EXCUSE ME ARE YOU A POLICEMAN?
by Anton Wills-Eve
reacting to a crisis
EXCUSE ME ARE YOU A POLICEMAN?
We were faced with a crisis once, the whole family, and it was my little boy, Freddie, aged eleven who whispered in his sister Ginney’s, ear an idea of how to save us all. She ran to the front door and shouted, “Help, Rape! Rape!”
Imagine for a start our dilemma. We had just received a last demand for payment on an item we still owed about two hundred dollars on. At first sight Ginny’s action outlined above would appear completely useless. But just think. Who would you get flocking round your house?
The Police? Yes that’s a good answer. About ten of them, three women and seven men. The chief male cop burst into our hall screaming, “Let me get at the bastard. Where is the little girl? ” This is the point where granny came in very useful.
“I was the victim, officer, 52 years ago. You know, down by the canal on a sunny evening. Young Jimmy Johnson went just that bit too far, you know how fellas do, and I whacked him a backhander that sent him straight into the water amongst those iron girders and other rubbish. He didn’t try that again, did you Jimmy?”
“No I Goddam didn’t, wheezed grandad from his Norman Rockwell pose in the kitchen nook. But see here, officer. Next time I saw Jessie here she was awful nice and forgave me and was real sorry for cutting my leg so badly. We told our parents about my acident and they left us at home, even though we was too young, and that’s when we first had it off, while she was bandaging me up. Tricky position, officer, you should try it some day.”
“Then the woman cop said to the chief, “Heston, your weapon’s slipping out,…..”
“Yeah, just what Jessie said to me , ma’m,” grandad butted in and effectively closed the conversation. But think how much we benefitted. The newspaper reporters were round en masse, and they got quite a different picture. My eighteen year old girl was crying, prostrate across her mother’s lap, and I was screaming obscenities throught the open French windows into an empty garden.
“Yes sir, he was about six foot seven and muscles like a wrestler. Little Ginny here didn’t have a chance ’til my wife spun round with the skillet and nearly knocket him out. But he still got away. All these police are chasing after him even now. These are just the few who stayed to make sure we was alright.”
Then A lot of the people who lived in our street started using our house as a museum, open to the public for just one day, and started calculating the value of all our possessions. But when Hal Billbender tried to pocket my silver pen holder enough was enough and I grabbed a cop and said “That fellow looks very like the guy”, and pointed at Hal. I’ve never seen a man put a silver penholder back on a desk so fast. But a few of the others got the message and a lot of our things were given back in haste when the felons saw we really were prepared to shop them.

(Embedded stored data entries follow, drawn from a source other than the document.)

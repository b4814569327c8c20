use shared::{AlertListResponse, AlertType, BudgetAlert};

use crate::domain::alert_service::AlertFeed;
use crate::domain::models::{self, AlertKind};

pub struct AlertMapper;

impl AlertMapper {
    pub fn kind_to_dto(kind: AlertKind) -> AlertType {
        match kind {
            AlertKind::Threshold => AlertType::Threshold,
            AlertKind::OverBudget => AlertType::OverBudget,
            AlertKind::MonthlySummary => AlertType::MonthlySummary,
        }
    }

    pub fn to_dto(domain: models::BudgetAlert) -> BudgetAlert {
        BudgetAlert {
            id: domain.id,
            user_id: domain.user_id,
            budget_id: domain.budget_id,
            alert_type: Self::kind_to_dto(domain.kind),
            message: domain.message,
            is_read: domain.is_read,
            created_at: domain.created_at,
        }
    }

    pub fn to_list_response(feed: AlertFeed) -> AlertListResponse {
        AlertListResponse {
            alerts: feed.alerts.into_iter().map(Self::to_dto).collect(),
            unread_count: feed.unread_count,
        }
    }
}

Eventually the crisis cooled down as my daughter refused a medical examination, although grandrad got quite chatty and suggested the chief cop ought to have one. He also asked the chief woman cop if she’d heard the one about the police station that put up a notice ‘man wanted for rape’ and they got a hundred volunteers in ten minutes. Through gritted teeth she told him she had, many times. One of the reporters had heard it too and thinking it was a party at which such stories should be told the female cop smacked her baton across the back of his hand breaking his quarter bottle of bourbon. The neighbours gradually left. Finally at one in the morning everything was back to normal and we went to bed.
The next day the local papers were full of “Brave Ginny beats off band of abusers” and such like headlines, but it was a huge help at eleven am. That was when a smart dressed man in a necktie and glasses rang the door bell. I asked him what he wanted.
“Oh how do you do Sir. I am sure this won’t take a moment. I believe you have gotten some two hundreed dollars behind in your … Oh my God.”
“Ginney appeared behind me with a hankie to her face and grasping my arm. Not more of them dad. Oh please I couldn’t recite it all again.”
The impeccably dressed man told me he would not dream of intruding at such an awful time for us and told me not think any more about the bill.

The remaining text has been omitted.